两边的店铺门面大多被砸烂了,玻璃碎了一地,招牌歪歪斜斜地挂着,偶尔被风吹动,发出吱呀吱呀的声响。
沈灼走进一家小超市,门已经被之前的幸存者洗劫过,货架上空空荡荡,地上散落着包装袋和空瓶子。
他没放弃,绕到收银台后面,推开一扇小门,进了仓库。
沈星遥跟在后面,仓库里很暗,只有高处一个小窗户透进来一点光。
空气里弥漫着灰尘和霉味,她的鼻子痒痒的,忍住了没打喷嚏。
沈灼蹲下来,在角落里翻找。
“这里。”他说。
沈星遥凑过去,看见货架最底层还有几包被压扁的方便面、两罐落满灰的午餐肉、一瓶不知放了多久的老干妈。
沈星遥觉得那瓶老干妈简直是末世里的钻石。
她把东西小心翼翼地放进背包里。
“沈星遥。”
“嗯?”
“你后面。
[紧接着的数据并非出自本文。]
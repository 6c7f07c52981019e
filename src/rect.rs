use crate::units::*;
use serde::{Deserialize, Serialize};

/// A rectangle, specified by two opposite corners.
#[derive(Debug, Copy, Clone, PartialEq, Serialize, Deserialize)]
pub struct Rect {
    /// The x-coordinate of the first (typically, lower-left) corner.
    pub x1: Mm,
    /// The y-coordinate of the first (typically, lower-left) corner.
    pub y1: Mm,
    /// The x-coordinate of the second (typically, upper-right) corner.
    pub x2: Mm,
    /// The y-coordinate of the second (typically, upper-right) corner.
    pub y2: Mm,
}

impl Rect {
    /// Build a rectangle from its lower-left corner and its size
    pub fn from_origin_size(origin: Point, size: Size) -> Rect {
        Rect {
            x1: origin.x,
            y1: origin.y,
            x2: origin.x + size.width,
            y2: origin.y + size.height,
        }
    }

    /// The horizontal extent of the rectangle
    pub fn width(&self) -> Mm {
        self.x2 - self.x1
    }

    /// The vertical extent of the rectangle
    pub fn height(&self) -> Mm {
        self.y2 - self.y1
    }

    /// The width and height of the rectangle
    pub fn size(&self) -> Size {
        Size::new(self.width(), self.height())
    }

    /// The point midway between the two corners
    pub fn centre(&self) -> Point {
        Point::new((self.x1 + self.x2) / 2.0, (self.y1 + self.y2) / 2.0)
    }

    /// True if the two rectangles share interior area. Rectangles that only
    /// touch along an edge or at a corner do not intersect.
    pub fn intersects(&self, other: &Rect) -> bool {
        self.x1 < other.x2 && other.x1 < self.x2 && self.y1 < other.y2 && other.y1 < self.y2
    }

    /// True if `other` lies entirely inside (or on the boundary of) this rectangle
    pub fn contains(&self, other: &Rect) -> bool {
        other.x1 >= self.x1 && other.x2 <= self.x2 && other.y1 >= self.y1 && other.y2 <= self.y2
    }
}

impl From<&Rect> for (Pt, Pt, Pt, Pt) {
    fn from(r: &Rect) -> Self {
        (r.x1.into(), r.y1.into(), r.x2.into(), r.y2.into())
    }
}

#[cfg(test)]
mod tests {
    use super::*;

    fn rect(x1: f32, y1: f32, x2: f32, y2: f32) -> Rect {
        Rect {
            x1: Mm(x1),
            y1: Mm(y1),
            x2: Mm(x2),
            y2: Mm(y2),
        }
    }

    #[test]
    fn touching_edges_do_not_intersect() {
        let a = rect(0.0, 0.0, 50.0, 20.0);
        let b = rect(50.0, 0.0, 100.0, 20.0);
        let c = rect(0.0, 20.0, 50.0, 40.0);
        assert!(!a.intersects(&b));
        assert!(!a.intersects(&c));
    }

    #[test]
    fn overlapping_rects_intersect() {
        let a = rect(0.0, 0.0, 50.0, 20.0);
        let b = rect(49.0, 19.0, 60.0, 30.0);
        assert!(a.intersects(&b));
        assert!(b.intersects(&a));
    }

    #[test]
    fn containment_includes_boundary() {
        let sheet = rect(0.0, 0.0, 600.0, 300.0);
        assert!(sheet.contains(&rect(0.0, 280.0, 50.0, 300.0)));
        assert!(!sheet.contains(&rect(0.0, 280.0, 700.0, 300.0)));
    }

    #[test]
    fn origin_size_and_centre() {
        let r = Rect::from_origin_size(Point::new(Mm(10.0), Mm(5.0)), Size::new(Mm(40.0), Mm(20.0)));
        assert_eq!(r, rect(10.0, 5.0, 50.0, 25.0));
        assert_eq!(r.size(), Size::new(Mm(40.0), Mm(20.0)));
        assert_eq!(r.centre(), Point::new(Mm(30.0), Mm(15.0)));
    }

    #[test]
    fn converts_to_points() {
        let (x1, _, x2, y2): (Pt, Pt, Pt, Pt) = (&rect(0.0, 0.0, 25.4, 12.7)).into();
        assert_eq!(x1, Pt(0.0));
        assert!((x2.0 - 72.0).abs() < 1e-3);
        assert!((y2.0 - 36.0).abs() < 1e-3);
    }
}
”
沈星遥僵住了。
她缓缓地、一寸一寸地转过头。
仓库门口,站着一只丧尸。
不是一只。
三只。
它们不知道什么时候从后门进来的,灰白色的皮肤在昏暗的光线里泛着诡异的荧光,浑浊的眼珠直勾勾地盯着她,嘴角挂着已经干涸的黑色血迹。
它们的嘴一张一合,发出嘶哑的气音,像是在品尝空气中的活人气味。
沈星遥的脑子还没反应过来,身体已经先动了。
她“嗖”地一下缩到了沈灼身后,两只手死死攥住他背包的带子,整个人贴在他后背上,脸埋进他的肩胛骨之间,声音闷闷的、抖抖的:
“沈灼——!!”
沈灼笑着站起来,转过身,顺便把她挡在身后。